# Data records
···

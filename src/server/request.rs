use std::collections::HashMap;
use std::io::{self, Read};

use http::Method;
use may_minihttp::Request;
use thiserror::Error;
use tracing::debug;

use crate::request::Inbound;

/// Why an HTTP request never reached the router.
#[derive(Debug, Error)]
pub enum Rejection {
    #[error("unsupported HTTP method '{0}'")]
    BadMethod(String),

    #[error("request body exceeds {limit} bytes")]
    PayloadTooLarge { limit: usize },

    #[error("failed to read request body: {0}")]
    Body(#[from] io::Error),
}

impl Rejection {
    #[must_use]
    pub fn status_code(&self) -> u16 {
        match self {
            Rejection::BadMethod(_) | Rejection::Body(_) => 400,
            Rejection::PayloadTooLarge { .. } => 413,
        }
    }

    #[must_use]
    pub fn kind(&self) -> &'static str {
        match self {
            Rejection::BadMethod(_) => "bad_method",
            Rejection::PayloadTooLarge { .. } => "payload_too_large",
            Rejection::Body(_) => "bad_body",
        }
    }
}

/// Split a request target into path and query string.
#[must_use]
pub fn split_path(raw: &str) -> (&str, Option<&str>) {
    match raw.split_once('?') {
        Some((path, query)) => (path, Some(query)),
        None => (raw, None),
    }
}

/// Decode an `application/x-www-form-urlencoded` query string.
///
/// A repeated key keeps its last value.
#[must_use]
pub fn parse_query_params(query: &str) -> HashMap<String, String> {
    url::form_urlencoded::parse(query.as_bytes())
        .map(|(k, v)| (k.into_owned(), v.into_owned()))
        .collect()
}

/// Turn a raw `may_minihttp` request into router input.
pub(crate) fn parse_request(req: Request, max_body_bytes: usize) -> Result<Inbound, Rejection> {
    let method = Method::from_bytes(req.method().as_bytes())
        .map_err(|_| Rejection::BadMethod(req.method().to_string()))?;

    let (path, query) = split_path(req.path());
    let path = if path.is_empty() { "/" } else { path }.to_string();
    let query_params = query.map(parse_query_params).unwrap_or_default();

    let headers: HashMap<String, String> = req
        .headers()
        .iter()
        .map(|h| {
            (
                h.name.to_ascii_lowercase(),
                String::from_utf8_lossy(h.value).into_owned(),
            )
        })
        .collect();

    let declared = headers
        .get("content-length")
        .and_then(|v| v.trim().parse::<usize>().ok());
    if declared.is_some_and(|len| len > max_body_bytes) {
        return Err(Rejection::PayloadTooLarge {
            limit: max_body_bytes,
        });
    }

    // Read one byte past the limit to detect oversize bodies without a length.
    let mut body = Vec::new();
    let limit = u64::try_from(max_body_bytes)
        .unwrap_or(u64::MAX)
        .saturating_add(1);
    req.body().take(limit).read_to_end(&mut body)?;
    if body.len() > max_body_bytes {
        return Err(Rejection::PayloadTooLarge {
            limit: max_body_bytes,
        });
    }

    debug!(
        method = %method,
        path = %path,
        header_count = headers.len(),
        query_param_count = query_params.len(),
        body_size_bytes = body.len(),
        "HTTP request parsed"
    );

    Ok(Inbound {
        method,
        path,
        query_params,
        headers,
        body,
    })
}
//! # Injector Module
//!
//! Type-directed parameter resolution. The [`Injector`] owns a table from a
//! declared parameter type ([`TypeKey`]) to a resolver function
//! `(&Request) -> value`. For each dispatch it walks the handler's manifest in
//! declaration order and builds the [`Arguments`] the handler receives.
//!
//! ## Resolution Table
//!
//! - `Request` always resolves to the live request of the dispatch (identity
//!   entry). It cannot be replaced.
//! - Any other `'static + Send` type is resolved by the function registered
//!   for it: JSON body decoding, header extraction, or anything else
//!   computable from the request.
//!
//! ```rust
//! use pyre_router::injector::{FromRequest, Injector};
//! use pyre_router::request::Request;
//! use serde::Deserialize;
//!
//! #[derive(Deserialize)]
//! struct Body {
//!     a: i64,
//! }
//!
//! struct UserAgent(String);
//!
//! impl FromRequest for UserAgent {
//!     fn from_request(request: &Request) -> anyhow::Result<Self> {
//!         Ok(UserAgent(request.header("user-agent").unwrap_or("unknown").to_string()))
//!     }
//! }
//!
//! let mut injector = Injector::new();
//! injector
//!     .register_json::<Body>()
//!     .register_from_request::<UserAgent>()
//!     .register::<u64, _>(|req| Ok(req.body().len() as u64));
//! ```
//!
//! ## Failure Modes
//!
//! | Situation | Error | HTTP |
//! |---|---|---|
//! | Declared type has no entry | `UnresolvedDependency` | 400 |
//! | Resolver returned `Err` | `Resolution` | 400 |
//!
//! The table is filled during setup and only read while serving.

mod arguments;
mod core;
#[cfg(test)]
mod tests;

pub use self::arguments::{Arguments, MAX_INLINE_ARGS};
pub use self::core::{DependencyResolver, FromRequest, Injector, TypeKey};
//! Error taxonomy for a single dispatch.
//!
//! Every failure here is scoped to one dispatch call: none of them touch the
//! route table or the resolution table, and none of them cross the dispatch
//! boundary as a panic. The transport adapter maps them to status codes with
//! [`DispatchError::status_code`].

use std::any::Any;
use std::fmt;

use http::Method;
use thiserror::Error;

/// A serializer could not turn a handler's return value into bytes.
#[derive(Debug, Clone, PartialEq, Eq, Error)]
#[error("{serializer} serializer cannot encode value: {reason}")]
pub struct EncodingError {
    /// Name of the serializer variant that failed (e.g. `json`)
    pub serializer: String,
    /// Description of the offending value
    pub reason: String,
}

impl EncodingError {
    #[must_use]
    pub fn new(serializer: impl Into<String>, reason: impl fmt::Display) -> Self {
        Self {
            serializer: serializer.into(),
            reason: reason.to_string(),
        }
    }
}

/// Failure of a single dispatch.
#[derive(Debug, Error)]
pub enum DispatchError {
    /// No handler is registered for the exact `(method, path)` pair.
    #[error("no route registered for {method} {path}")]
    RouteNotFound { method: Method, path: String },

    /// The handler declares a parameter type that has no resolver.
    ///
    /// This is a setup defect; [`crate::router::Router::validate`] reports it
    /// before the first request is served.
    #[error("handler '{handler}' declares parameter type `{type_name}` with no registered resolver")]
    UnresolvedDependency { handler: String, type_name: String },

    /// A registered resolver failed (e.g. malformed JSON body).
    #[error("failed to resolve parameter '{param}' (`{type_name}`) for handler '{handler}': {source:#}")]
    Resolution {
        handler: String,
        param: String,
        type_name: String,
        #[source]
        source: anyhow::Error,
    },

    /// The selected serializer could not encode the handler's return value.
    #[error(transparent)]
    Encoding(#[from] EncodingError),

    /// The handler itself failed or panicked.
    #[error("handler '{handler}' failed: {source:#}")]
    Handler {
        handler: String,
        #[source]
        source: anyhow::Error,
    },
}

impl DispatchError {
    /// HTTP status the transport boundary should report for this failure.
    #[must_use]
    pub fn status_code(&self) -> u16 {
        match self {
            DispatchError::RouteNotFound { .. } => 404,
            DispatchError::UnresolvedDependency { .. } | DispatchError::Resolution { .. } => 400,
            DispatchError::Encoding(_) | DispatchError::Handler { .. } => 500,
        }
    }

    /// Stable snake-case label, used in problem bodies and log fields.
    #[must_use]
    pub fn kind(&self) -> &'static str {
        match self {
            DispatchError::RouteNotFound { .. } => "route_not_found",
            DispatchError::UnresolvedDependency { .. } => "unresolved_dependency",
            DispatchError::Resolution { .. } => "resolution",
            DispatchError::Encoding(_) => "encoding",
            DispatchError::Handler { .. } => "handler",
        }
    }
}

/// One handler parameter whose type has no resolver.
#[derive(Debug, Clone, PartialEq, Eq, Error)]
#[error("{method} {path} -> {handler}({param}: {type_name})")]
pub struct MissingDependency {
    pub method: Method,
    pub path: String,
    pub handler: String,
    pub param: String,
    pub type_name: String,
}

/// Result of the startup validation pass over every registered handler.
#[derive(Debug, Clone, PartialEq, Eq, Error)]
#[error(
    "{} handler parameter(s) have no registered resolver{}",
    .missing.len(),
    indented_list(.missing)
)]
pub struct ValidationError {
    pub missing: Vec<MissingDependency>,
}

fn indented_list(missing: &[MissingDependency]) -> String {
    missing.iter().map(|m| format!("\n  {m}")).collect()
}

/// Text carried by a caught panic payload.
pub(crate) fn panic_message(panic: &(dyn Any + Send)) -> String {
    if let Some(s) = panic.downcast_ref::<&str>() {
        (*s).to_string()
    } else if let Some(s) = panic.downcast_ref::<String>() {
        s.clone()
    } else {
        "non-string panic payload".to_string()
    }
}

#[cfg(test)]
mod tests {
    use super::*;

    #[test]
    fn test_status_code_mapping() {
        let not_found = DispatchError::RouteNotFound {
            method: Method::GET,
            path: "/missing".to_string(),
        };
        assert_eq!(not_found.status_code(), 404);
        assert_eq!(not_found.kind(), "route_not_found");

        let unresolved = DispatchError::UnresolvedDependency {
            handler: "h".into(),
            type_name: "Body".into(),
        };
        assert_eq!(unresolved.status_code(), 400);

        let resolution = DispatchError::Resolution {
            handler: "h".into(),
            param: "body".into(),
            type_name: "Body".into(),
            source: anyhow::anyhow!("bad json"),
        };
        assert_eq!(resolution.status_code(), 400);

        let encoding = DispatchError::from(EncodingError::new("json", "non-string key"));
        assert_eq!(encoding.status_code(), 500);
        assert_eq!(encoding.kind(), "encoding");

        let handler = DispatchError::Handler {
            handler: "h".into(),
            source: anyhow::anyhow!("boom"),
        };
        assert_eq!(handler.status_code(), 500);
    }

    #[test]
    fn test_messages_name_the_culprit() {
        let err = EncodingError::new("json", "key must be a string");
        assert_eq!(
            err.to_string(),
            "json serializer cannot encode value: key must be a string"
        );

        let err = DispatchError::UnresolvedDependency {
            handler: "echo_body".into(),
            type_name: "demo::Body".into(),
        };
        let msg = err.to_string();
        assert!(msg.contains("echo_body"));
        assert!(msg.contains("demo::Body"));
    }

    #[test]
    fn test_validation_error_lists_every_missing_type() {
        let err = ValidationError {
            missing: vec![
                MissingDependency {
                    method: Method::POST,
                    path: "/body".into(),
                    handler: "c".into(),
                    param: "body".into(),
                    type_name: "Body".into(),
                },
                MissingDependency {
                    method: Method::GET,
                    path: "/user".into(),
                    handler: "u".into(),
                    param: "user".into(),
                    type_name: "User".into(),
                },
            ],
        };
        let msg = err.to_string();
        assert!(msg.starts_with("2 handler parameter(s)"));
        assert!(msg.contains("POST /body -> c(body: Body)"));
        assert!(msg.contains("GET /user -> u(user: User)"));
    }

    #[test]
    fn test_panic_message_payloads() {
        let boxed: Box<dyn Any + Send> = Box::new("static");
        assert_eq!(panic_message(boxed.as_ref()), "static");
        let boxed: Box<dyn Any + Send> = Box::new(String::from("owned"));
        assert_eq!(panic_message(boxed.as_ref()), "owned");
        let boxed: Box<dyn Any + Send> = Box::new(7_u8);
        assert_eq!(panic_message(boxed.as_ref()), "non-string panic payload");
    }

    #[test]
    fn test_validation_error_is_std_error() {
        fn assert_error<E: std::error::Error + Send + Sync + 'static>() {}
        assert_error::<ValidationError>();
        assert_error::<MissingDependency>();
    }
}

···

Output only the lines from the top of the entries through the one holding "pub fn parse_query_params(query: &str)", copied exactly.

filename src/server/request.rs
use std::collections::HashMap;
use std::io::{self, Read};

use http::Method;
use may_minihttp::Request;
use thiserror::Error;
use tracing::debug;

use crate::request::Inbound;

/// Why an HTTP request never reached the router.
#[derive(Debug, Error)]
pub enum Rejection {
    #[error("unsupported HTTP method '{0}'")]
    BadMethod(String),

    #[error("request body exceeds {limit} bytes")]
    PayloadTooLarge { limit: usize },

    #[error("failed to read request body: {0}")]
    Body(#[from] io::Error),
}

impl Rejection {
    #[must_use]
    pub fn status_code(&self) -> u16 {
        match self {
            Rejection::BadMethod(_) | Rejection::Body(_) => 400,
            Rejection::PayloadTooLarge { .. } => 413,
        }
    }

    #[must_use]
    pub fn kind(&self) -> &'static str {
        match self {
            Rejection::BadMethod(_) => "bad_method",
            Rejection::PayloadTooLarge { .. } => "payload_too_large",
            Rejection::Body(_) => "bad_body",
        }
    }
}

/// Split a request target into path and query string.
#[must_use]
pub fn split_path(raw: &str) -> (&str, Option<&str>) {
    match raw.split_once('?') {
        Some((path, query)) => (path, Some(query)),
        None => (raw, None),
    }
}

/// Decode an `application/x-www-form-urlencoded` query string.
///
/// A repeated key keeps its last value.
#[must_use]
pub fn parse_query_params(query: &str) -> HashMap<String, String> {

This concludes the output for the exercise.